Sprawled on the floor of a meeting room on the Aidekman campus in Whippany on April 11, 20 teenagers opened shopping bags and examined their purchases from a recent trip to the mall.
They might have been any group of local youth, but these young people had a lot more on their minds than comparing their new T-shirts and sneakers.
They were young Israelis who, with a peer group of area teens, are part of United Jewish Communities of MetroWest NJ’s 2010-11 Diller Teen Fellows program.
Daphna Yizrael, MetroWest youth shliha — an emissary stationed at MetroWest’s Legow Family Israel Program Center on the Aidekman campus and coordinator of the Diller program here — said the program is designed to develop the next generation of leaders, both locally and in Rishon Letzion, a MetroWest partner community in Israel; its goal is “for this future generation of Jewish leaders to be committed to the Jewish people, Israel, and community service.”
The Diller program, which is run in 16 communities in North America and Israel, is also sponsored by the Helen Diller Family Foundation; UJC MetroWest’s education arm, the Partnership for Jewish Learning and Life, is actively involved in the community service aspect of the program.
That day at the Aidekman campus, the young Israelis, all from Rishon Letzion, were in the middle of their April 5-14 trip, getting an up-close introduction to American-Jewish life. That goal was accomplished through a visit to New York and sites of American-Jewish history, meetings with local rabbis and community leaders, participation in a kabalat Shabbat event at Lester Senior Housing Community on the Aidekman campus, encounters with American teenagers at public and Jewish day schools, and even attending a professional basketball game.
Most important, said organizers, was their getting to know their 19 MetroWest counterparts, chosen a year ago to take part in the program that began last September and runs until next November. This summer, the MetroWest Diller teens will return the visit for a three-week seminar in Israel.
For some of the visiting Israelis, staying with their MetroWest peers’ families was most significant: Maor Sagiv said, “Seeing the everyday life of my host, Isaac Feldman, was so interesting.”
For Maor, “the most meaningful moment in the seminar was when we spent hours talking about our similarities and differences,” and another highlight “was spending four hours at Mountain Lakes High School. I got a chance to speak with four different classes about the life of Israeli teens.”
“It is important that both groups got to know each other better,” said Yizrael, “for Americans to know how Israeli teens are in real life — what are their dreams, what do they think about, what do they share, and what is different about them.”
Israeli Ophir Shinhertz, who stayed with Jason Roth of South Orange, said that the group’s visit to the Reform Temple B’nai Abraham in Livingston led to an understanding that “you have to struggle to stay Jewish in a society of mixed religions and beliefs. I realized that people in these kinds of societies have to try harder to keep their beliefs than in a place like Israel where the majority of the population is Jewish.”

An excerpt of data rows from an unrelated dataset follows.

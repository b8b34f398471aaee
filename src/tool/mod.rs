//! Tool side of the bridge: the SysML modeling tool's project graph.
//!
//! ## Architecture
//!
//! ```text
//! ┌──────────────────────────────────────────────────────────┐
//! │                    Project (standalone)                   │
//! │  - elements: IndexMap<ElementId, Element>                │
//! │  - roots: Vec<ElementId>                                 │
//! └──────────────────────────────────────────────────────────┘
//!        ▲                                  ▲
//!        │ mutates                          │ queries
//! ┌──────┴───────────────┐        ┌─────────┴────────────────┐
//! │   ToolTransaction    │        │      stereotypes         │
//! │  clone-before-write  │        │  part / value / connector│
//! │  region staging      │        │  type representation     │
//! └──────────────────────┘        └──────────────────────────┘
//! ```

pub mod editing;
pub mod model;
pub mod stereotypes;

pub use editing::{ChangeKind, ClonedElement, ToolTransaction};
pub use model::{
    ConnectorEnd, Element, ElementId, ElementKind, Project, PropertyValue, RelationshipData,
    ValueSpecification,
};
pub use stereotypes::Stereotype;
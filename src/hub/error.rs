//! Error types for hub session operations.

use super::ids::Iid;
use thiserror::Error;

/// Errors reported by a [`HubSession`](super::HubSession).
#[derive(Debug, Error)]
pub enum HubError {
    /// The repository refused the transaction.
    #[error("Transaction rejected: {0}")]
    WriteRejected(String),

    /// A referenced thing is not in the session cache.
    #[error("Thing not found: {0}")]
    NotFound(Iid),

    /// The session could not reach the repository.
    #[error("Transport error: {0}")]
    Transport(String),
}

impl HubError {
    /// Create a rejected-write error.
    pub fn rejected(message: impl Into<String>) -> Self {
        Self::WriteRejected(message.into())
    }
}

“Once I realized that, I understood why it was so important to have kindergarten and after-school programs in the synagogue,” said Ophir. “It is vital to make it more than just a place to pray. It is more like a Jewish center, a place where people can meet other people with whom they share something in common — their Jewish identity.”
While the Diller teens noted contrasts — “Everything is so big and so different from Israel,” said Michal Mahari — some, like Addi Katzav, who was born in Florida and moved to Israel as a child, also stressed the similarities. He said he wanted the Americans to know that “we are not so different from them. We play soccer and basketball and watch TV and do other things they do.”

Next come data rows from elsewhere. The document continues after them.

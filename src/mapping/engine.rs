//! The mapping orchestrator.
//!
//! [`MappingEngine`] runs one [`MappingRule`] per input collection inside a
//! fresh [`MappingContext`]. It owns what outlives a single transform: the
//! external identifier map, the registry of pending relationships, and the
//! tool transaction that accumulates every successful pass.
//!
//! ```ignore
//! let mut engine = MappingEngine::new(MappingConfig::default());
//! let output = engine.transform(&BlockToElementRule, &mut hub, &mut project, rows);
//! engine.commit(&mut hub, &output)?;
//! ```

use tracing::{debug, error, warn};

use crate::hub::HubSession;
use crate::tool::{Project, ToolTransaction};

use super::config::MappingConfig;
use super::context::MappingContext;
use super::error::MappingError;
use super::rows::{ExternalIdentifierMap, MappedElementRow, MappingOutput, PendingRegistry};

/// One direction of one kind of mapping.
pub trait MappingRule {
    type Input;

    /// Map an input collection, returning the mapped rows.
    ///
    /// Everything else the rule produces stays in the context.
    fn transform(
        &self,
        ctx: &mut MappingContext<'_>,
        input: Self::Input,
    ) -> Result<Vec<MappedElementRow>, MappingError>;
}

/// Log a per-row failure, or hand back anything that must abort the
/// transform.
pub(crate) fn skip_row_local(row: &str, result: Result<(), MappingError>) -> Result<(), MappingError> {
    match result {
        Err(err) if err.is_row_local() => {
            warn!(row = %row, error = %err, "row skipped");
            Ok(())
        }
        other => other,
    }
}

/// Runs mapping rules and keeps cross-pass state.
#[derive(Debug, Default)]
pub struct MappingEngine {
    config: MappingConfig,
    identifiers: ExternalIdentifierMap,
    pending: PendingRegistry,
    transaction: ToolTransaction,
}

impl MappingEngine {
    pub fn new(config: MappingConfig) -> Self {
        Self {
            config,
            ..Default::default()
        }
    }

    /// Start from previously recorded identifiers.
    pub fn with_identifiers(mut self, identifiers: ExternalIdentifierMap) -> Self {
        self.identifiers = identifiers;
        self
    }

    pub fn config(&self) -> &MappingConfig {
        &self.config
    }

    pub fn identifiers(&self) -> &ExternalIdentifierMap {
        &self.identifiers
    }

    pub fn pending(&self) -> &PendingRegistry {
        &self.pending
    }

    /// Every tool mutation of the successful passes so far.
    pub fn transaction(&self) -> &ToolTransaction {
        &self.transaction
    }

    /// Hand over the accumulated tool transaction, starting a new one.
    pub fn take_transaction(&mut self) -> ToolTransaction {
        std::mem::take(&mut self.transaction)
    }

    /// Forget relationships that were transferred.
    pub fn clear_pending(&mut self) {
        self.pending.clear();
    }

    /// Run a rule over an input collection.
    ///
    /// A failure that escapes the rule is logged with its causes, the pass's
    /// tool changes are rolled back, and an empty output is returned.
    pub fn transform<R: MappingRule>(
        &mut self,
        rule: &R,
        hub: &mut dyn HubSession,
        project: &mut Project,
        input: R::Input,
    ) -> MappingOutput {
        let rule_name = std::any::type_name::<R>();
        let mut ctx = MappingContext::new(hub, project, &self.config, &self.identifiers, &self.pending);
        let result = rule.transform(&mut ctx, input);

        match result {
            Ok(rows) => {
                let (output, transaction, pending) = ctx.finish(rows);
                self.transaction.absorb(transaction);
                self.transaction.apply_region_changes(project);
                self.pending.extend(pending);
                for row in &output.rows {
                    self.identifiers
                        .add(row.hub_iid(), row.dst.clone(), row.direction);
                }
                debug!(
                    rule = rule_name,
                    rows = output.rows.len(),
                    relationships = output.relationships.len(),
                    "transform finished"
                );
                output
            }
            Err(err) => {
                error!(rule = rule_name, error = %err.chain(), "transform failed");
                ctx.abandon().rollback(project);
                MappingOutput::default()
            }
        }
    }

    /// Commit a pass's hub things and forget the transferred relationships.
    pub fn commit(&mut self, hub: &mut dyn HubSession, output: &MappingOutput) -> Result<(), MappingError> {
        let transaction = output.to_transaction();
        if transaction.is_empty() {
            return Ok(());
        }
        hub.write(transaction)?;
        self.clear_pending();
        Ok(())
    }
}
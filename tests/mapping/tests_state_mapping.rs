//! Tests for state-dependent values.

use crate::helpers::hub_assertions::*;
use crate::helpers::tool_fixtures::*;
use rstest::rstest;
use syster_hub::hub::{Iid, MemoryHub};
use syster_hub::mapping::{
    BlockToElementRule, DstRow, ElementToBlockRule, HubRow, MappingConfig, MappingEngine,
};
use syster_hub::tool::{ElementId, ElementKind, Project, ValueSpecification};

/// A pump whose flow depends on a three-region and a two-region state.
fn state_project() -> Project {
    let mut project = model_project();
    add_block(&mut project, "pump", "Pump", MODEL);
    add_value_property(
        &mut project,
        "flow",
        "flow",
        "pump",
        ValueSpecification::LiteralInteger(4),
    );
    add_state(&mut project, "mode", "Mode", &["off", "idle", "run"]);
    add_state(&mut project, "power", "Power", &["low", "high"]);
    add_directed(&mut project, "flow_mode", ElementKind::Dependency, "flow", "mode", None);
    add_directed(&mut project, "flow_power", ElementKind::Dependency, "flow", "power", None);
    project
}

fn map_pump(engine: &mut MappingEngine, hub: &mut MemoryHub, project: &mut Project) {
    let output = engine.transform(&BlockToElementRule, hub, project, vec![DstRow::new("pump")]);
    engine.commit(hub, &output).unwrap();
}

fn actual_state_iids(hub: &MemoryHub) -> Vec<Iid> {
    iteration(hub)
        .actual_finite_state_lists
        .values()
        .flat_map(|l| l.actual_states.iter().map(|s| s.iid))
        .collect()
}

#[test]
fn test_state_dependence_expands_into_actual_states() {
    let mut hub = MemoryHub::new();
    let mut project = state_project();
    let mut engine = MappingEngine::new(MappingConfig::default());

    map_pump(&mut engine, &mut hub, &mut project);

    let counts = thing_counts(&hub);
    assert_eq!(counts.possible_lists, 2);
    assert_eq!(counts.actual_lists, 1);

    let actual = iteration(&hub).actual_finite_state_lists.values().next().unwrap();
    assert_eq!(actual.actual_states.len(), 6);
    let mut combinations: Vec<_> = actual
        .actual_states
        .iter()
        .map(|s| s.possible_states.clone())
        .collect();
    combinations.dedup();
    assert_eq!(combinations.len(), 6);

    let parameter = &definition_named(&hub, "Pump").parameters[0];
    assert_eq!(parameter.state_dependence, Some(actual.iid));
    assert_eq!(parameter.value_sets.len(), 6);
    for value_set in &parameter.value_sets {
        assert!(value_set.actual_state.is_some());
        assert_eq!(value_set.manual_value(), Some("4"));
    }
}

#[rstest]
#[case::single_region(&["on"], 1)]
#[case::no_regions(&[], 1)]
#[case::two_regions(&["open", "closed"], 2)]
fn test_possible_states_follow_regions(#[case] regions: &[&str], #[case] expected: usize) {
    let mut hub = MemoryHub::new();
    let mut project = model_project();
    add_block(&mut project, "valve", "Valve", MODEL);
    add_value_property(&mut project, "lift", "lift", "valve", ValueSpecification::LiteralInteger(1));
    add_state(&mut project, "pos", "Position", regions);
    add_directed(&mut project, "lift_pos", ElementKind::Dependency, "lift", "pos", None);
    let mut engine = MappingEngine::new(MappingConfig::default());

    let output = engine.transform(&BlockToElementRule, &mut hub, &mut project, vec![DstRow::new("valve")]);

    assert_eq!(output.possible_finite_state_lists.len(), 1);
    let list = &output.possible_finite_state_lists[0];
    assert_eq!(list.name, "Position");
    assert_eq!(list.possible_states.len(), expected);
    assert_eq!(output.actual_finite_state_lists[0].actual_states.len(), expected);
}

#[test]
fn test_second_pass_keeps_actual_states() {
    let mut hub = MemoryHub::new();
    let mut project = state_project();
    let mut engine = MappingEngine::new(MappingConfig::default());

    map_pump(&mut engine, &mut hub, &mut project);
    let before = thing_counts(&hub);
    let iids = actual_state_iids(&hub);

    map_pump(&mut engine, &mut hub, &mut project);

    assert_eq!(thing_counts(&hub), before);
    assert_eq!(actual_state_iids(&hub), iids);
    assert_eq!(definition_named(&hub, "Pump").parameters[0].value_sets.len(), 6);
}

#[test]
fn test_added_region_grows_actual_states() {
    let mut hub = MemoryHub::new();
    let mut project = state_project();
    let mut engine = MappingEngine::new(MappingConfig::default());
    map_pump(&mut engine, &mut hub, &mut project);
    let iids = actual_state_iids(&hub);

    project.add_element(
        syster_hub::tool::Element::new("power_max", ElementKind::Region)
            .with_name("max")
            .with_owner("power"),
    );
    map_pump(&mut engine, &mut hub, &mut project);

    let after = actual_state_iids(&hub);
    assert_eq!(after.len(), 9);
    assert!(iids.iter().all(|iid| after.contains(iid)));
    assert_eq!(definition_named(&hub, "Pump").parameters[0].value_sets.len(), 9);
}

#[test]
fn test_hub_state_dependence_becomes_states_and_regions() {
    let mut hub = MemoryHub::new();
    let mut source = state_project();
    let mut engine = MappingEngine::new(MappingConfig::default());
    map_pump(&mut engine, &mut hub, &mut source);

    let mut target = model_project();
    let mut engine = MappingEngine::new(MappingConfig::default());
    let rows = vec![HubRow::new(definition_named(&hub, "Pump").iid)];
    let output = engine.transform(&ElementToBlockRule, &mut hub, &mut target, rows);
    assert_eq!(output.rows.len(), 1);

    let pump = output.rows[0].dst.clone();
    let flow = owned_of_kind(&target, &pump, ElementKind::Property)
        .into_iter()
        .find(|p| p.name_or_empty() == "flow")
        .unwrap();
    let states: Vec<ElementId> = target
        .relationships_from(&flow.id)
        .filter(|r| r.kind == ElementKind::Dependency)
        .filter_map(|r| r.target().cloned())
        .collect();
    assert_eq!(states.len(), 2);

    let mut region_counts: Vec<(String, usize)> = states
        .iter()
        .map(|s| {
            let state = target.get(s).unwrap();
            assert_eq!(state.kind, ElementKind::State);
            (
                state.name_or_empty().to_string(),
                owned_of_kind(&target, s, ElementKind::Region).len(),
            )
        })
        .collect();
    region_counts.sort();
    assert_eq!(
        region_counts,
        vec![("Mode".to_string(), 3), ("Power".to_string(), 2)]
    );
    assert_eq!(target.find_by_kind(ElementKind::StateMachine).count(), 1);
}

“But the difference,” he added, “is we live in a Jewish country.”
The teens talked about prospects for peace and the distorted image of their country Americans often get from the media.
Hen Sigal, for example, said she would like Americans to know that “Israel is really different from what they think it is. I watch the news and we get a lot of bad press. When I was little there was a lot of fear, but not right now. We are trying to make peace but both sides should work hard for peace.”

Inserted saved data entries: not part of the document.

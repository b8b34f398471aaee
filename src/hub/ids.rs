use uuid::Uuid;

/// Stable identifier of a hub thing.
#[derive(Clone, Copy, Debug, PartialEq, Eq, Hash, PartialOrd, Ord)]
#[cfg_attr(feature = "serde", derive(serde::Serialize, serde::Deserialize))]
pub struct Iid(pub Uuid);

impl Iid {
    /// Generate a fresh identifier.
    pub fn new() -> Self {
        Self(Uuid::new_v4())
    }

    /// The nil identifier, used as a placeholder owner.
    pub const fn nil() -> Self {
        Self(Uuid::nil())
    }
}

impl Default for Iid {
    fn default() -> Self {
        Self::new()
    }
}

impl std::fmt::Display for Iid {
    fn fmt(&self, f: &mut std::fmt::Formatter<'_>) -> std::fmt::Result {
        write!(f, "{}", self.0)
    }
}

impl From<Uuid> for Iid {
    fn from(uuid: Uuid) -> Self {
        Self(uuid)
    }
}
//! The bidirectional mapping rules and their engine.
//!
//! ## Architecture
//!
//! ```text
//! MappingEngine (identifier map, pending registry, tool transaction)
//!   │ transform(rule, hub, project, rows)
//!   ▼
//! MappingContext (one per transform: caches, working copies)
//!   │
//!   ├── block         BlockToElementRule          tool ─▶ hub
//!   ├── element       ElementToBlockRule          hub  ─▶ tool
//!   ├── requirement   RequirementToHubRule        tool ─▶ hub
//!   │                 HubRequirementToDstRule     hub  ─▶ tool
//!   └── relationship  DirectedToBinaryRelationshipRule / BinaryToDirectedRelationshipRule
//!         │
//!         ├── category  reference data find-or-create
//!         ├── values    literals, parameter types, scales
//!         └── state     finite states and their cross product
//! ```
//!
//! A rule never writes to the hub. It works on copies of hub things held by
//! the context, and the engine hands the result back as a
//! [`MappingOutput`]. Only reference data is committed during a pass, so it
//! can be shared by every thing the pass creates.

pub mod block;
pub mod category;
pub mod config;
pub mod context;
pub mod element;
pub mod engine;
pub mod error;
pub mod relationship;
pub mod requirement;
pub mod rows;
pub mod state;
pub mod values;

pub use block::BlockToElementRule;
pub use config::MappingConfig;
pub use context::MappingContext;
pub use element::ElementToBlockRule;
pub use engine::{MappingEngine, MappingRule};
pub use error::MappingError;
pub use relationship::{
    BinaryToDirectedRelationshipRule, DirectedRelationshipKind, DirectedToBinaryRelationshipRule,
};
pub use requirement::{HubRequirementToDstRule, RequirementToHubRule};
pub use rows::{
    DstRow, ExternalIdentifier, ExternalIdentifierMap, HubRow, MappedElementRow, MappedRowStatus,
    MappedThing, MappingDirection, MappingOutput, PendingDirected, PendingRegistry,
};
//! Resolving reference data: cache, then chain, then create.
//!
//! Every kind of reference data follows the same protocol:
//!
//! 1. the in-pass cache of the [`MappingContext`],
//! 2. the reference data chain, by short name or name, ignoring case,
//! 3. otherwise a new thing is added to a clone of the most specific
//!    library, committed, the library refreshed, and the thing re-read by
//!    identifier so the caller holds the post-commit instance.
//!
//! A failed commit is logged and reported as `None`. Callers carry on
//! without the missing piece.

use rustc_hash::FxHashMap;
use tracing::{debug, error, trace};

use crate::base::short_name;
use crate::hub::{
    Category, ClassKind, Iid, MeasurementScale, MeasurementUnit, ParameterType, ReferenceData,
    Thing, Transaction,
};

use super::context::MappingContext;

/// Reference data with a per-pass cache in the context.
pub trait CachedReferenceData: ReferenceData {
    fn cache<'c>(ctx: &'c mut MappingContext<'_>) -> &'c mut FxHashMap<String, Self>;
}

impl CachedReferenceData for Category {
    fn cache<'c>(ctx: &'c mut MappingContext<'_>) -> &'c mut FxHashMap<String, Self> {
        &mut ctx.categories
    }
}

impl CachedReferenceData for ParameterType {
    fn cache<'c>(ctx: &'c mut MappingContext<'_>) -> &'c mut FxHashMap<String, Self> {
        &mut ctx.parameter_types
    }
}

impl CachedReferenceData for MeasurementScale {
    fn cache<'c>(ctx: &'c mut MappingContext<'_>) -> &'c mut FxHashMap<String, Self> {
        &mut ctx.scales
    }
}

impl CachedReferenceData for MeasurementUnit {
    fn cache<'c>(ctx: &'c mut MappingContext<'_>) -> &'c mut FxHashMap<String, Self> {
        &mut ctx.units
    }
}

fn cache_key(name: &str, short_name: &str) -> String {
    if short_name.is_empty() {
        name.to_ascii_lowercase()
    } else {
        short_name.to_ascii_lowercase()
    }
}

/// Find reference data by name, creating it with `build` when absent.
pub fn resolve_or_create<T: CachedReferenceData>(
    ctx: &mut MappingContext<'_>,
    name: &str,
    short_name: &str,
    build: impl FnOnce() -> T,
) -> Option<T> {
    let key = cache_key(name, short_name);
    if let Some(hit) = T::cache(ctx).get(&key) {
        trace!(kind = T::LABEL, key = %key, "cache hit");
        return Some(hit.clone());
    }

    let found = ctx.chain().by_name::<T>(name, short_name).cloned();
    if let Some(found) = found {
        debug!(kind = T::LABEL, key = %key, "found in reference data chain");
        T::cache(ctx).insert(key, found.clone());
        return Some(found);
    }

    let created = create_in_library(ctx, build())?;
    T::cache(ctx).insert(key, created.clone());
    Some(created)
}

fn create_in_library<T: ReferenceData>(ctx: &mut MappingContext<'_>, thing: T) -> Option<T> {
    let library = ctx.chain().most_specific().cloned();
    let Some(mut library) = library else {
        error!(kind = T::LABEL, name = thing.name(), "no reference data library to create in");
        return None;
    };

    let iid = thing.iid();
    let name = thing.name().to_string();
    let library_iid = library.iid;
    T::in_library_mut(&mut library).push(thing);

    let mut transaction = Transaction::new();
    transaction.create_or_update(Thing::ReferenceDataLibrary(library));
    if let Err(err) = ctx.hub.write(transaction) {
        error!(kind = T::LABEL, name = %name, error = %err, "failed to create reference data");
        return None;
    }
    if let Err(err) = ctx.hub.refresh_reference_data_library(library_iid) {
        error!(kind = T::LABEL, name = %name, error = %err, "failed to refresh reference data library");
        return None;
    }

    let canonical = ctx.chain().by_iid::<T>(iid).cloned();
    match &canonical {
        Some(_) => debug!(kind = T::LABEL, name = %name, iid = %iid, "created reference data"),
        None => error!(kind = T::LABEL, name = %name, "reference data missing after commit"),
    }
    canonical
}

/// Find or create a category restricted to the given kinds.
pub fn resolve_or_create_category(
    ctx: &mut MappingContext<'_>,
    name: &str,
    permissible: &[ClassKind],
) -> Option<Category> {
    let short = short_name(name);
    resolve_or_create(ctx, name, &short, || {
        Category::new(name, short.clone()).with_permissible(permissible)
    })
}

/// Names of the categories with the given identifiers, skipping unknown ones.
pub fn category_names(ctx: &MappingContext<'_>, categories: &[Iid]) -> Vec<String> {
    let chain = ctx.chain();
    categories
        .iter()
        .filter_map(|iid| chain.by_iid::<Category>(*iid))
        .map(|c| c.name.clone())
        .collect()
}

When it comes to prospects for peace, said Tomer Camaran, he is “always optimistic, but we need to be prepared for the worst things that can happen. I want to be a fighter to defend my homeland.”
He talked about going on a scouting trip and meeting “Palestinian and Arabic people.”
“They seemed nice but they are so different from us. We don’t share the same things,” said Tomer. But, he added, if there is peace and “we will live with them we can get used to them.”
“I hope it will be peace with the Palestinians,” said Michal. “In school I learned Arabic. So we spoke with Arabic people and they explained about what they are doing. I think I could be friendly with them. I hope the Arab countries will understand that peace is good for us both.”
As they look toward the future, all the teens said they are optimistic about potential political transformations in the Arab lands surrounding Israel.
“I think the revolutions are only the best for us, because after the change there will maybe be democratic countries,” said Avigdor Ben Horin. “Then we can negotiate and maybe have peace. I can see it in my future in 20 or 30 years.”
Tomer, however, was not so sure that the Arab revolutions will have a positive outcome. “We don’t know what is going to happen so it can be a bad thing,” he said; but, he added, “I want to believe there is hope that the new governments will like peace and we will have what we want.”